### WHAT IS NEEDED
Starting with the first line and ending with the line that holds "pub const CONTEXT_LINES: usize = 3;", repeat the material exactly.

== DATA SHOWN ==

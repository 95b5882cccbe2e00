use std::path::Path;

use serde::Serialize;
use similar::{ChangeTag, TextDiff};

use crate::audit_log::AuditLog;
use crate::event::{ChangeEvent, ChangeKind};
use crate::project::ProjectLayout;
use crate::snapshot::SnapshotStore;

/// Unchanged lines kept around each change.
pub const CONTEXT_LINES: usize = 3;

/// Emitted after a line that has no trailing newline.
pub const NO_NEWLINE_MARKER: &str = "\\ No newline at end of file";

/// One contiguous region of a line diff.
#[derive(Debug, Clone, PartialEq, Eq, Serialize)]
#[serde(rename_all = "camelCase")]
pub struct Hunk {
    /// 1-based first line; for an empty side, the line before the insertion point.
    pub old_start: usize,
    pub old_lines: usize,
    pub new_start: usize,
    pub new_lines: usize,
    /// Each line prefixed with ' ', '-', or '+', without its newline.
    pub lines: Vec<String>,
    /// `@@ -a,b +c,d @@`
    pub header: String,
}

#[derive(Debug, Clone, PartialEq, Eq, Serialize)]
#[serde(rename_all = "camelCase")]
pub struct StructuredPatch {
    pub old_file_name: String,
    pub new_file_name: String,
    pub hunks: Vec<Hunk>,
}

/// What a single event changed.
#[derive(Debug, Clone, PartialEq, Eq, Serialize)]
#[serde(rename_all = "camelCase")]
pub struct ChangeDetails {
    #[serde(rename = "type")]
    pub kind: ChangeKind,
    /// Content after the change, or before it for deletions; empty if neither was captured.
    pub content: String,
    /// Present only for modifications with both sides captured.
    #[serde(skip_serializing_if = "Option::is_none")]
    pub patch: Option<StructuredPatch>,
}

/// Compute a unified-style line diff with `context` lines around each change.
pub fn structured_patch(
    old_file_name: &str,
    new_file_name: &str,
    old: &str,
    new: &str,
    context: usize,
) -> StructuredPatch {
    let diff = TextDiff::from_lines(old, new);
    let mut hunks = Vec::new();

    for group in diff.grouped_ops(context) {
        let (Some(first), Some(last)) = (group.first(), group.last()) else {
            continue;
        };
        let old_range = first.old_range().start..last.old_range().end;
        let new_range = first.new_range().start..last.new_range().end;

        let mut lines = Vec::new();
        for op in &group {
            for change in diff.iter_changes(op) {
                let prefix = match change.tag() {
                    ChangeTag::Equal => ' ',
                    ChangeTag::Delete => '-',
                    ChangeTag::Insert => '+',
                };
                let value = change.value();
                let text = value.strip_suffix('\n').unwrap_or(value);
                lines.push(format!("{prefix}{text}"));
                if change.missing_newline() {
                    lines.push(NO_NEWLINE_MARKER.to_string());
                }
            }
        }

        let old_lines = old_range.len();
        let new_lines = new_range.len();
        let old_start = hunk_start(old_range.start, old_lines);
        let new_start = hunk_start(new_range.start, new_lines);
        hunks.push(Hunk {
            old_start,
            old_lines,
            new_start,
            new_lines,
            lines,
            header: format!("@@ -{old_start},{old_lines} +{new_start},{new_lines} @@"),
        });
    }

    StructuredPatch {
        old_file_name: old_file_name.to_string(),
        new_file_name: new_file_name.to_string(),
        hunks,
    }
}

fn hunk_start(zero_based: usize, len: usize) -> usize {
    if len == 0 { zero_based } else { zero_based + 1 }
}

/// Rebuilds what an event changed from the log and the snapshot store.
#[derive(Debug, Clone)]
pub struct DiffReconstructor {
    log: AuditLog,
    snapshots: SnapshotStore,
}

impl DiffReconstructor {
    pub fn new(log: AuditLog, snapshots: SnapshotStore) -> Self {
        Self { log, snapshots }
    }

    pub fn open(data_root: &Path, project_path: &Path) -> anyhow::Result<Self> {
        let layout = ProjectLayout::new(data_root, project_path);
        Ok(Self::new(
            AuditLog::for_layout(&layout)?,
            SnapshotStore::for_layout(&layout),
        ))
    }

    /// Details for `event_id`, or `None` if the log has no such event.
    pub fn reconstruct(&self, event_id: &str) -> anyhow::Result<Option<ChangeDetails>> {
        match self.log.stream()?.find(|e| e.id == event_id) {
            Some(event) => Ok(Some(self.details(&event)?)),
            None => Ok(None),
        }
    }

    /// Details for an event already read from the log.
    ///
    /// Missing snapshot files are treated as empty sides rather than errors.
    /// An empty "after" side shows the "before" content instead.
    pub fn details(&self, event: &ChangeEvent) -> anyhow::Result<ChangeDetails> {
        let after = match event.snapshot_id() {
            Some(id) => self.snapshots.get(id)?,
            None => None,
        };
        let before = match event.previous_snapshot_id() {
            Some(id) => self.snapshots.get(id)?,
            None => None,
        };

        let patch = match (event.kind(), &before, &after) {
            (ChangeKind::Modified, Some(old), Some(new)) => Some(structured_patch(
                &event.path,
                &event.path,
                old,
                new,
                CONTEXT_LINES,
            )),
            _ => None,
        };

        Ok(ChangeDetails {
            kind: event.kind(),
            content: after.filter(|s| !s.is_empty()).or(before).unwrap_or_default(),
            patch,
        })
    }
}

===

### OUTPUT OF THE TASK
repository 95b5882cccbe2e00
use std::path::Path;

use serde::Serialize;
use similar::{ChangeTag, TextDiff};

use crate::audit_log::AuditLog;
use crate::event::{ChangeEvent, ChangeKind};
use crate::project::ProjectLayout;
use crate::snapshot::SnapshotStore;

/// Unchanged lines kept around each change.
pub const CONTEXT_LINES: usize = 3;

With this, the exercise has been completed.